In the entries below, return only the line containing "pub enum ConfigError" and those after it, exactly, through the last line.

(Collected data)
* * *

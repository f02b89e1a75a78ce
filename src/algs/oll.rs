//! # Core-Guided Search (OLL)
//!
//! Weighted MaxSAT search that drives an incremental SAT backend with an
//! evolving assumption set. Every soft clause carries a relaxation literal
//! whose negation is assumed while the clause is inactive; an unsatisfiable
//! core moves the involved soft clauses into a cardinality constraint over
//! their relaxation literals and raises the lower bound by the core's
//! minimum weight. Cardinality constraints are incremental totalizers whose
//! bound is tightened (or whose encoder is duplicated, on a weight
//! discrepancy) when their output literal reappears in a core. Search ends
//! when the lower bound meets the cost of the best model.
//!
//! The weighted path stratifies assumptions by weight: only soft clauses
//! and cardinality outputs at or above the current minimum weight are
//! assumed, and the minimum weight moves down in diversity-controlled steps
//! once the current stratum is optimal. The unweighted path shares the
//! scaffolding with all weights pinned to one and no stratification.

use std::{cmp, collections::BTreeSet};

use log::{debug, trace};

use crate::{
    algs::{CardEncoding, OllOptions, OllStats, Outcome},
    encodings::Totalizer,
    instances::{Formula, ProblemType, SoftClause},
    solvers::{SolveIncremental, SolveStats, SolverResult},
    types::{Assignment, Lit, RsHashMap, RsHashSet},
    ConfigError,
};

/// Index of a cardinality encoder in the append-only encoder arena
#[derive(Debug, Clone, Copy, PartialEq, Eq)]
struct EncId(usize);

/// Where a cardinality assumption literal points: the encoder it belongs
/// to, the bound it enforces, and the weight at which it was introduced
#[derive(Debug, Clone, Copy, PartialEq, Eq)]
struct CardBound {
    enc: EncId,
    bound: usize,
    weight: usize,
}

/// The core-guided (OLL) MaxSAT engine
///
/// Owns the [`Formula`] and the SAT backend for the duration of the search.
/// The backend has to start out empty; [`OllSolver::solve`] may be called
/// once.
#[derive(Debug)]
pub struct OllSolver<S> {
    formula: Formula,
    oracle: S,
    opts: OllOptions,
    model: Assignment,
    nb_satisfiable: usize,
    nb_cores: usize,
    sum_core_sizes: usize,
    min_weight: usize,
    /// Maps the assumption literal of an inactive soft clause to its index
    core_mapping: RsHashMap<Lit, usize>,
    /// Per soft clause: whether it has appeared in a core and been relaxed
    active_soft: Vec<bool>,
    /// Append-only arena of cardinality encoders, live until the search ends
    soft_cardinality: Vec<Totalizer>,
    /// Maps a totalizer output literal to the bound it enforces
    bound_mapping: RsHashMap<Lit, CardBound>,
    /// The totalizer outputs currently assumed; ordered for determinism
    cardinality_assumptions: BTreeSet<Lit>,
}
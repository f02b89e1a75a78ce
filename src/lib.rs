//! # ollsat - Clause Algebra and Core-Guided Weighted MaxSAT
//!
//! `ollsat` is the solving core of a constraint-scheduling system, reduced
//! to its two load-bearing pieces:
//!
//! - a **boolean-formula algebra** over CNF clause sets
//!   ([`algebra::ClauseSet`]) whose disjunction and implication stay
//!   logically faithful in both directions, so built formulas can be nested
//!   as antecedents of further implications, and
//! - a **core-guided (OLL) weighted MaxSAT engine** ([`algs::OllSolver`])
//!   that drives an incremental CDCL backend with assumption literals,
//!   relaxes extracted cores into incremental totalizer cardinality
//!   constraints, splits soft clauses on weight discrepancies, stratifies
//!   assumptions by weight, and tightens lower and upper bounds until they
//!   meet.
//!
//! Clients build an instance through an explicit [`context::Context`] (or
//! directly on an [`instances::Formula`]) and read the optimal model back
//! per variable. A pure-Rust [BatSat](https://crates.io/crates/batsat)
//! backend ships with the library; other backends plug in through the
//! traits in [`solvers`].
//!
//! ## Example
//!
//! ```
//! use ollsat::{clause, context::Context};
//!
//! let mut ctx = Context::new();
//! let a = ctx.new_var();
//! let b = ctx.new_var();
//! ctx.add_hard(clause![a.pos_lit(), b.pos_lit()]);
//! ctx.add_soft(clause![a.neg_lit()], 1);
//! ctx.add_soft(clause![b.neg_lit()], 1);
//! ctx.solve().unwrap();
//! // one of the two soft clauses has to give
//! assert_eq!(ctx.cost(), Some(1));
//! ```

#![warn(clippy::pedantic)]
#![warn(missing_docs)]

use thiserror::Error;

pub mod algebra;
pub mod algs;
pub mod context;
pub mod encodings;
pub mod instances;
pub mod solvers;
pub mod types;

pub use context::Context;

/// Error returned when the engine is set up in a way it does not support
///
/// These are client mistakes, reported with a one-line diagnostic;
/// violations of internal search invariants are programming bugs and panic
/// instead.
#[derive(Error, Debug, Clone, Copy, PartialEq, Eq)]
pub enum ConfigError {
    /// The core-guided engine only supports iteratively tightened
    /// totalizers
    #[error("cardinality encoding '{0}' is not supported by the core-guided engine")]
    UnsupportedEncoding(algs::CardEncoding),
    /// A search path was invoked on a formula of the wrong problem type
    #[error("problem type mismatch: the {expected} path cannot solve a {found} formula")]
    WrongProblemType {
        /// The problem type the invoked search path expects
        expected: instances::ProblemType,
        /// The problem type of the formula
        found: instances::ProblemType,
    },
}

* * *

• **Exercise solution**
pub enum ConfigError {
    /// The core-guided engine only supports iteratively tightened
    /// totalizers
    #[error("cardinality encoding '{0}' is not supported by the core-guided engine")]
    UnsupportedEncoding(algs::CardEncoding),
    /// A search path was invoked on a formula of the wrong problem type
    #[error("problem type mismatch: the {expected} path cannot solve a {found} formula")]
    WrongProblemType {
        /// The problem type the invoked search path expects
        expected: instances::ProblemType,
        /// The problem type of the formula
        found: instances::ProblemType,
    },
}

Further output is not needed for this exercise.